▸ ASSIGNMENT
Every entry below must appear again, exactly as written.

[Stored entries]

-=-=-=-=-

//! Admin web UI: JSON endpoints over the configuration store.
//!
//! No authentication; bind it to a trusted network only.

pub mod accounts;
pub mod status;

use std::sync::Arc;

use axum::extract::State;
use axum::http::StatusCode;
use axum::response::{IntoResponse, Response};
use axum::routing::{get, post};
use axum::{Json, Router};
use tower_http::cors::CorsLayer;
use tower_http::trace::TraceLayer;
use tracing::error;

use crate::config::RuntimeConfig;
use crate::error::{ConfigError, VaultError};
use crate::store::ConfigStore;

/// Application state shared across handlers.
#[derive(Clone)]
pub struct AppState {
    pub store: Arc<ConfigStore>,
    pub runtime: Arc<RuntimeConfig>,
}

/// Build the router with every admin route.
pub fn router(state: AppState) -> Router {
    Router::new()
        .route("/health", get(health))
        .route("/", get(dashboard))
        .route(
            "/api/accounts",
            get(accounts::list_accounts).post(accounts::create_account),
        )
        .route(
            "/api/accounts/{name}",
            get(accounts::get_account)
                .put(accounts::update_account)
                .delete(accounts::delete_account),
        )
        .route("/api/accounts/{name}/test", post(accounts::test_account))
        .route("/api/filters", get(status::list_filters))
        .route("/api/status", get(status::service_status))
        .route("/api/config", get(status::export_config))
        .route("/api/restart", post(status::restart))
        .layer(TraceLayer::new_for_http())
        .layer(CorsLayer::permissive())
        .with_state(state)
}

async fn health() -> impl IntoResponse {
    Json(serde_json::json!({
        "status": "ok",
        "service": "mail-bridge"
    }))
}

/// GET /
async fn dashboard(State(state): State<AppState>) -> Result<impl IntoResponse, ApiError> {
    let config = state.store.load_or_default().await?;
    let active = config.accounts.iter().filter(|a| a.enabled).count();
    Ok(Json(serde_json::json!({
        "total_accounts": config.accounts.len(),
        "active_accounts": active,
        "filter_rules": config.filter_rules.len(),
    })))
}

/// Handler error, rendered as `{"error": "..."}`.
#[derive(Debug)]
pub enum ApiError {
    NotFound(String),
    Conflict(String),
    /// Every problem found with the request body.
    Unprocessable(Vec<String>),
    Internal(String),
}

impl IntoResponse for ApiError {
    fn into_response(self) -> Response {
        let (status, message) = match self {
            ApiError::NotFound(m) => (StatusCode::NOT_FOUND, m),
            ApiError::Conflict(m) => (StatusCode::CONFLICT, m),
            ApiError::Unprocessable(problems) => {
                return (
                    StatusCode::UNPROCESSABLE_ENTITY,
                    Json(serde_json::json!({
                        "error": problems.join("; "),
                        "problems": problems,
                    })),
                )
                    .into_response();
            }
            ApiError::Internal(m) => (StatusCode::INTERNAL_SERVER_ERROR, m),
        };
        (status, Json(serde_json::json!({ "error": message }))).into_response()
    }
}

impl From<ConfigError> for ApiError {
    fn from(e: ConfigError) -> Self {
        match e {
            ConfigError::Invalid(problems) => ApiError::Unprocessable(problems),
            other => {
                error!("Configuration store failure: {other}");
                ApiError::Internal(other.to_string())
            }
        }
    }
}

impl From<VaultError> for ApiError {
    fn from(e: VaultError) -> Self {
        error!("Vault failure: {e}");
        ApiError::Internal("Could not store the password".into())
    }
}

-=-=-=-=-

▸ ANSWER AREA
//! Admin web UI: JSON endpoints over the configuration store.
//!
//! No authentication; bind it to a trusted network only.

pub mod accounts;
pub mod status;

use std::sync::Arc;

use axum::extract::State;
use axum::http::StatusCode;
use axum::response::{IntoResponse, Response};
use axum::routing::{get, post};
use axum::{Json, Router};
use tower_http::cors::CorsLayer;
use tower_http::trace::TraceLayer;
use tracing::error;

use crate::config::RuntimeConfig;
use crate::error::{ConfigError, VaultError};
use crate::store::ConfigStore;

/// Application state shared across handlers.
#[derive(Clone)]
pub struct AppState {
    pub store: Arc<ConfigStore>,
    pub runtime: Arc<RuntimeConfig>,
}

/// Build the router with every admin route.
pub fn router(state: AppState) -> Router {
    Router::new()
        .route("/health", get(health))
        .route("/", get(dashboard))
        .route(
            "/api/accounts",
            get(accounts::list_accounts).post(accounts::create_account),
        )
        .route(
            "/api/accounts/{name}",
            get(accounts::get_account)
                .put(accounts::update_account)
                .delete(accounts::delete_account),
        )
        .route("/api/accounts/{name}/test", post(accounts::test_account))
        .route("/api/filters", get(status::list_filters))
        .route("/api/status", get(status::service_status))
        .route("/api/config", get(status::export_config))
        .route("/api/restart", post(status::restart))
        .layer(TraceLayer::new_for_http())
        .layer(CorsLayer::permissive())
        .with_state(state)
}

async fn health() -> impl IntoResponse {
    Json(serde_json::json!({
        "status": "ok",
        "service": "mail-bridge"
    }))
}

/// GET /
async fn dashboard(State(state): State<AppState>) -> Result<impl IntoResponse, ApiError> {
    let config = state.store.load_or_default().await?;
    let active = config.accounts.iter().filter(|a| a.enabled).count();
    Ok(Json(serde_json::json!({
        "total_accounts": config.accounts.len(),
        "active_accounts": active,
        "filter_rules": config.filter_rules.len(),
    })))
}

/// Handler error, rendered as `{"error": "..."}`.
#[derive(Debug)]
pub enum ApiError {
    NotFound(String),
    Conflict(String),
    /// Every problem found with the request body.
    Unprocessable(Vec<String>),
    Internal(String),
}

impl IntoResponse for ApiError {
    fn into_response(self) -> Response {
        let (status, message) = match self {
            ApiError::NotFound(m) => (StatusCode::NOT_FOUND, m),
            ApiError::Conflict(m) => (StatusCode::CONFLICT, m),
            ApiError::Unprocessable(problems) => {
                return (
                    StatusCode::UNPROCESSABLE_ENTITY,
                    Json(serde_json::json!({
                        "error": problems.join("; "),
                        "problems": problems,
                    })),
                )
                    .into_response();
            }
            ApiError::Internal(m) => (StatusCode::INTERNAL_SERVER_ERROR, m),
        };
        (status, Json(serde_json::json!({ "error": message }))).into_response()
    }
}

impl From<ConfigError> for ApiError {
    fn from(e: ConfigError) -> Self {
        match e {
            ConfigError::Invalid(problems) => ApiError::Unprocessable(problems),
            other => {
                error!("Configuration store failure: {other}");
                ApiError::Internal(other.to_string())
            }
        }
    }
}

impl From<VaultError> for ApiError {
    fn from(e: VaultError) -> Self {
        error!("Vault failure: {e}");
        ApiError::Internal("Could not store the password".into())
    }
}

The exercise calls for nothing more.